The easiest way to try to convince other states to rally against El- Baradei, he said, was to "make up a nuclear issue in a hot region like the Middle East; and because the issue will be related to El-Baradei's own country, it will sound as though he had failed to deal with it properly," Abdel-Salam told the Weekly. It would also cast doubts on El-Baradei's ability to deal with other nuclear threats, and "question his capability in dealing with the Iranian nuclear problem."

Abdel-Salam was convinced, however, that the allegations would not stick, because none "were really based on solid grounds. All the information was attributed to anonymous sources, and there was not a single official piece of information that would prove any of the allegations." Instead, Abdel-Salam said, everything was very general, and basically "referred to nothing".

Also in Egypt's favour, he said, was its official stance as a leader in the campaign for a nuclear-free Middle East, "which has not changed" since the 1990s.

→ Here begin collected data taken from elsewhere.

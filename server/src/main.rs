use anyhow::{Context, Result};
use clap::Parser;
use engine::{spawn_loader, EngineConfig, Listing, MemoryStore, SearchEngine};
use server::build_app;
use std::fs::File;
use std::io::{BufRead, BufReader};
use std::net::SocketAddr;
use std::sync::Arc;
use std::time::Duration;
use tokio::net::TcpListener;
use tracing_subscriber::{fmt, EnvFilter};

#[derive(Parser)]
struct Args {
    /// Seed listings JSONL file (one listing per line)
    #[arg(long)]
    listings: Option<String>,
    /// Host to bind
    #[arg(long, default_value = "0.0.0.0")]
    host: String,
    /// Port to bind
    #[arg(long, default_value_t = 8080)]
    port: u16,
    /// Seconds between incremental load cycles
    #[arg(long, default_value_t = 5)]
    poll_secs: u64,
}

#[tokio::main]
async fn main() -> Result<()> {
    fmt().with_env_filter(EnvFilter::from_default_env()).init();
    let args = Args::parse();

    let store = Arc::new(MemoryStore::new());
    if let Some(path) = &args.listings {
        let seeded = seed_store(&store, path)?;
        tracing::info!(seeded, path, "seeded listing store");
    }

    let config = EngineConfig {
        poll_interval: Duration::from_secs(args.poll_secs),
        ..EngineConfig::default()
    };
    let poll_interval = config.poll_interval;
    let engine = SearchEngine::new(store, config);
    let loader = spawn_loader(engine.clone(), poll_interval);

    let app = build_app(engine);
    let addr: SocketAddr = format!("{}:{}", args.host, args.port).parse()?;
    let listener = TcpListener::bind(addr).await?;
    tracing::info!(%addr, "server listening");
    axum::serve(listener, app)
        .with_graceful_shutdown(async {
            let _ = tokio::signal::ctrl_c().await;
        })
        .await?;

    loader.shutdown().await;
    Ok(())
}

fn seed_store(store: &MemoryStore, path: &str) -> Result<usize> {
    let file = File::open(path).with_context(|| format!("opening {path}"))?;
    let mut seeded = 0;
    for line in BufReader::new(file).lines() {
        let line = line?;
        if line.trim().is_empty() {
            continue;
        }
        let listing: Listing =
            serde_json::from_str(&line).with_context(|| format!("parsing listing in {path}"))?;
        store.insert(listing);
        seeded += 1;
    }
    Ok(seeded)
}
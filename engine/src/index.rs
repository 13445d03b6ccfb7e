use crate::store::{ListingDoc, ListingId};
use serde::{Deserialize, Serialize};
use std::collections::HashMap;

/// One entry in a term's postings list: frequency of the term in that
/// listing's title+description.
#[derive(Debug, Clone, PartialEq, Serialize, Deserialize)]
pub struct Posting {
    pub listing_id: ListingId,
    pub term_frequency: u32,
}

/// Inverted index partitioned by category, then subcategory.
///
/// Written only through [`InvertedIndex::insert`] (the loader's batch apply
/// holds the single write lock); read concurrently by query execution.
/// Append-only: there is no removal or update path, and a listing id is
/// indexed at most once.
#[derive(Debug, Default)]
pub struct InvertedIndex {
    /// term -> category -> subcategory -> postings
    postings: HashMap<String, HashMap<String, HashMap<String, Vec<Posting>>>>,
    /// listing id -> (term -> frequency); doubles as the already-indexed guard
    doc_terms: HashMap<ListingId, HashMap<String, u32>>,
    /// listing id -> (category, subcategory); one bucket per listing
    doc_buckets: HashMap<ListingId, (String, String)>,
    /// term -> number of distinct listings containing it
    doc_frequencies: HashMap<String, u32>,
    doc_count: u64,
    corpus_len: u64,
}

impl InvertedIndex {
    pub fn new() -> Self {
        Self::default()
    }

    /// Index one listing's term frequencies. Returns `false` (and changes
    /// nothing) when the id is already indexed, so checkpoint-overlap
    /// re-fetches are no-ops.
    pub fn insert(&mut self, doc: &ListingDoc, term_frequencies: HashMap<String, u32>) -> bool {
        if self.doc_terms.contains_key(&doc.id) {
            return false;
        }
        let token_count: u32 = term_frequencies.values().sum();
        for (term, tf) in &term_frequencies {
            *self.doc_frequencies.entry(term.clone()).or_insert(0) += 1;
            self.postings
                .entry(term.clone())
                .or_default()
                .entry(doc.category.clone())
                .or_default()
                .entry(doc.sub_category.clone())
                .or_default()
                .push(Posting {
                    listing_id: doc.id.clone(),
                    term_frequency: *tf,
                });
        }
        self.doc_buckets
            .insert(doc.id.clone(), (doc.category.clone(), doc.sub_category.clone()));
        self.doc_terms.insert(doc.id.clone(), term_frequencies);
        self.doc_count += 1;
        self.corpus_len += u64::from(token_count);
        true
    }

    pub fn doc_count(&self) -> u64 {
        self.doc_count
    }

    pub fn average_doc_length(&self) -> f32 {
        if self.doc_count == 0 {
            return 0.0;
        }
        self.corpus_len as f32 / self.doc_count as f32
    }

    pub fn document_frequency(&self, term: &str) -> u32 {
        self.doc_frequencies.get(term).copied().unwrap_or(0)
    }

    /// A listing's own length: the sum of its term frequencies.
    pub fn doc_length(&self, id: &ListingId) -> u32 {
        self.doc_terms
            .get(id)
            .map(|terms| terms.values().sum())
            .unwrap_or(0)
    }

    /// Postings for `term` inside the filter scope. An absent category means
    /// the union across all categories; an absent subcategory the union
    /// within the category.
    pub fn postings_in_scope(
        &self,
        term: &str,
        category: Option<&str>,
        sub_category: Option<&str>,
    ) -> Vec<&Posting> {
        let mut matches = Vec::new();
        if let Some(by_category) = self.postings.get(term) {
            for (cat, by_sub) in by_category {
                if category.is_some_and(|c| c != cat.as_str()) {
                    continue;
                }
                for (sub, postings) in by_sub {
                    if sub_category.is_some_and(|s| s != sub.as_str()) {
                        continue;
                    }
                    matches.extend(postings.iter());
                }
            }
        }
        matches
    }

    /// Every indexed id inside the filter scope, in no particular order.
    pub fn ids_in_scope(&self, category: Option<&str>, sub_category: Option<&str>) -> Vec<ListingId> {
        self.doc_buckets
            .iter()
            .filter(|(_, (cat, sub))| {
                !category.is_some_and(|c| c != cat.as_str())
                    && !sub_category.is_some_and(|s| s != sub.as_str())
            })
            .map(|(id, _)| id.clone())
            .collect()
    }
}
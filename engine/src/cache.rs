use crate::engine::{QueryParams, SearchResults};
use parking_lot::RwLock;
use std::collections::HashMap;
use std::time::{Duration, Instant};

struct CacheEntry {
    results: SearchResults,
    stored_at: Instant,
}

/// Short-TTL memoization of whole query responses, keyed by the full
/// parameter tuple. Entries expire on their own clock, independent of index
/// writes — a hit may reflect a slightly stale corpus, which is accepted.
pub struct QueryCache {
    entries: RwLock<HashMap<QueryParams, CacheEntry>>,
    ttl: Duration,
    capacity: usize,
}

impl QueryCache {
    pub fn new(ttl: Duration, capacity: usize) -> Self {
        Self {
            entries: RwLock::new(HashMap::new()),
            ttl,
            capacity,
        }
    }

    /// Unexpired cached response for `params`, if any.
    pub fn get(&self, params: &QueryParams) -> Option<SearchResults> {
        let entries = self.entries.read();
        let entry = entries.get(params)?;
        if entry.stored_at.elapsed() >= self.ttl {
            return None;
        }
        tracing::debug!(query = ?params.query, "query cache hit");
        Some(entry.results.clone())
    }

    pub fn insert(&self, params: QueryParams, results: SearchResults) {
        let mut entries = self.entries.write();
        if entries.len() >= self.capacity && !entries.contains_key(&params) {
            let ttl = self.ttl;
            entries.retain(|_, entry| entry.stored_at.elapsed() < ttl);
            while entries.len() >= self.capacity {
                let oldest = entries
                    .iter()
                    .min_by_key(|(_, entry)| entry.stored_at)
                    .map(|(key, _)| key.clone());
                match oldest {
                    Some(key) => entries.remove(&key),
                    None => break,
                };
            }
        }
        entries.insert(
            params,
            CacheEntry {
                results,
                stored_at: Instant::now(),
            },
        );
    }

    pub fn len(&self) -> usize {
        self.entries.read().len()
    }

    pub fn is_empty(&self) -> bool {
        self.entries.read().is_empty()
    }
}
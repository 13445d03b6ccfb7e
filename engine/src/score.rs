use crate::config::{BM25_B, BM25_K1};

/// BM25 score for one (term, document) pair.
///
/// An empty corpus, an unknown term, or a zero average length all score 0 —
/// "no match" rather than a NaN or a division by zero.
pub fn bm25(
    term_frequency: u32,
    document_frequency: u32,
    doc_count: u64,
    doc_length: u32,
    avg_doc_length: f32,
) -> f32 {
    if doc_count == 0 || document_frequency == 0 || avg_doc_length <= 0.0 {
        return 0.0;
    }
    let n = doc_count as f32;
    let df = document_frequency as f32;
    let tf = term_frequency as f32;
    let dl = doc_length as f32;

    let idf = ((n - df + 0.5) / (df + 0.5)).ln();
    let saturation =
        (tf * (BM25_K1 + 1.0)) / (tf + BM25_K1 * (1.0 - BM25_B + BM25_B * dl / avg_doc_length));
    idf * saturation
}

#[cfg(test)]
mod tests {
    use super::*;

    #[test]
    fn score_is_monotonic_in_term_frequency() {
        let low = bm25(1, 2, 100, 10, 10.0);
        let mid = bm25(3, 2, 100, 10, 10.0);
        let high = bm25(10, 2, 100, 10, 10.0);
        assert!(low < mid);
        assert!(mid < high);
    }

    #[test]
    fn longer_documents_never_score_higher() {
        let short = bm25(2, 2, 100, 5, 10.0);
        let long = bm25(2, 2, 100, 50, 10.0);
        assert!(long < short);
    }

    #[test]
    fn rare_terms_outscore_common_ones() {
        let rare = bm25(1, 1, 100, 10, 10.0);
        let common = bm25(1, 40, 100, 10, 10.0);
        assert!(rare > common);
    }

    #[test]
    fn empty_corpus_scores_zero() {
        assert_eq!(bm25(1, 1, 0, 10, 10.0), 0.0);
    }

    #[test]
    fn unknown_term_scores_zero() {
        assert_eq!(bm25(1, 0, 100, 10, 10.0), 0.0);
    }

    #[test]
    fn zero_average_length_scores_zero() {
        assert_eq!(bm25(1, 1, 100, 0, 0.0), 0.0);
    }

    #[test]
    fn idf_goes_negative_for_majority_terms() {
        // a term in more than half the corpus is penalized, not dropped
        let score = bm25(1, 80, 100, 10, 10.0);
        assert!(score < 0.0);
        assert!(score.is_finite());
    }
}
use axum::{
    extract::{Path, Query, State},
    http::StatusCode,
    response::{IntoResponse, Json, Response},
};
use serde::Deserialize;
use std::sync::{Arc, Mutex};

use super::{chart_error_response, AppState};
use crate::api::models::{NavigationResponse, PoolCardsResponse};
use crate::api::navigation::team_path;
use crate::chart::{bind_click, ChartKind, PointEvent};
use crate::services::rendering::Page;
use crate::stats::build_stat_cards;

#[derive(Deserialize)]
pub struct PageParams {
    /// Only return plots of this chart kind
    pub kind: Option<String>,
}

#[derive(Deserialize)]
pub struct ClickRequest {
    pub key: Option<String>,
    pub target: String,
    pub event: PointEvent,
}

pub async fn get_team_navigation(Path(team): Path<String>) -> Json<NavigationResponse> {
    Json(NavigationResponse {
        path: team_path(&team),
    })
}

pub async fn get_home_page(
    State(state): State<Arc<AppState>>,
    Query(params): Query<PageParams>,
) -> impl IntoResponse {
    page_response(&state, &Page::Home, &params)
}

pub async fn get_pool_page(
    State(state): State<Arc<AppState>>,
    Path(pool): Path<String>,
    Query(params): Query<PageParams>,
) -> impl IntoResponse {
    page_response(&state, &Page::Pool(pool), &params)
}

pub async fn get_player_page(
    State(state): State<Arc<AppState>>,
    Path(player_id): Path<String>,
    Query(params): Query<PageParams>,
) -> impl IntoResponse {
    page_response(&state, &Page::Player(player_id), &params)
}

fn page_response(state: &AppState, page: &Page, params: &PageParams) -> Response {
    let kind = match params.kind.as_deref().map(str::parse::<ChartKind>).transpose() {
        Ok(kind) => kind,
        Err(e) => return chart_error_response(&e),
    };

    let mut rendered = match state.renderer.render_page(page) {
        Ok(rendered) => rendered,
        Err(e) => return chart_error_response(&e),
    };

    if let Some(kind) = kind {
        rendered.plan.retain_kind(kind);
    }
    Json(rendered.plan).into_response()
}

/// Resolves a click on a rendered chart to the page it should open.
pub async fn post_page_click(
    State(state): State<Arc<AppState>>,
    Path(page): Path<String>,
    Json(request): Json<ClickRequest>,
) -> impl IntoResponse {
    let page = match Page::parse(&page, request.key.as_deref()) {
        Ok(page) => page,
        Err(e) => return chart_error_response(&e),
    };

    let mut rendered = match state.renderer.render_page(&page) {
        Ok(rendered) => rendered,
        Err(e) => return chart_error_response(&e),
    };

    let Some(chart) = rendered.navigable_chart(&request.target) else {
        return (
            StatusCode::NOT_FOUND,
            format!("No clickable chart in #{}", request.target),
        )
            .into_response();
    };

    let destination = Arc::new(Mutex::new(None));
    let sink = Arc::clone(&destination);
    bind_click(chart, move |team| {
        if let Ok(mut slot) = sink.lock() {
            *slot = Some(team_path(team));
        }
    });
    chart.dispatch_click(&request.event);

    let path = destination.lock().ok().and_then(|mut slot| slot.take());
    match path {
        Some(path) => Json(NavigationResponse { path }).into_response(),
        None => StatusCode::NO_CONTENT.into_response(),
    }
}

pub async fn get_pool_cards(
    State(state): State<Arc<AppState>>,
    Path(pool_key): Path<String>,
) -> impl IntoResponse {
    let pool = match state.renderer.pool(&pool_key) {
        Ok(pool) => pool,
        Err(e) => return chart_error_response(&e),
    };

    let cards = build_stat_cards(&pool.teams, &state.renderer.data().teams);
    Json(PoolCardsResponse {
        pool_name: pool.display_name(&pool_key.to_uppercase()),
        cards,
    })
    .into_response()
}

In any case, Abdel-Salam said, the allegations never referred to an official Egyptian stance, choosing only to speculate about some Egyptian scientists doing individual experiments based on their research. "There is absolutely nothing illegal in doing academic research, which takes place everywhere," Abdel-Salam said. NPT prohibits the possession of nuclear weapons, but "it does not prohibit scientific research."

Many, it seems, are coming round to the Egyptian point of view. Meir Dagan, the chief of the Israeli intelligence agency, the Mossad, acknowledged on Monday that Egypt "uses its nuclear capabilities for merely civilian purposes".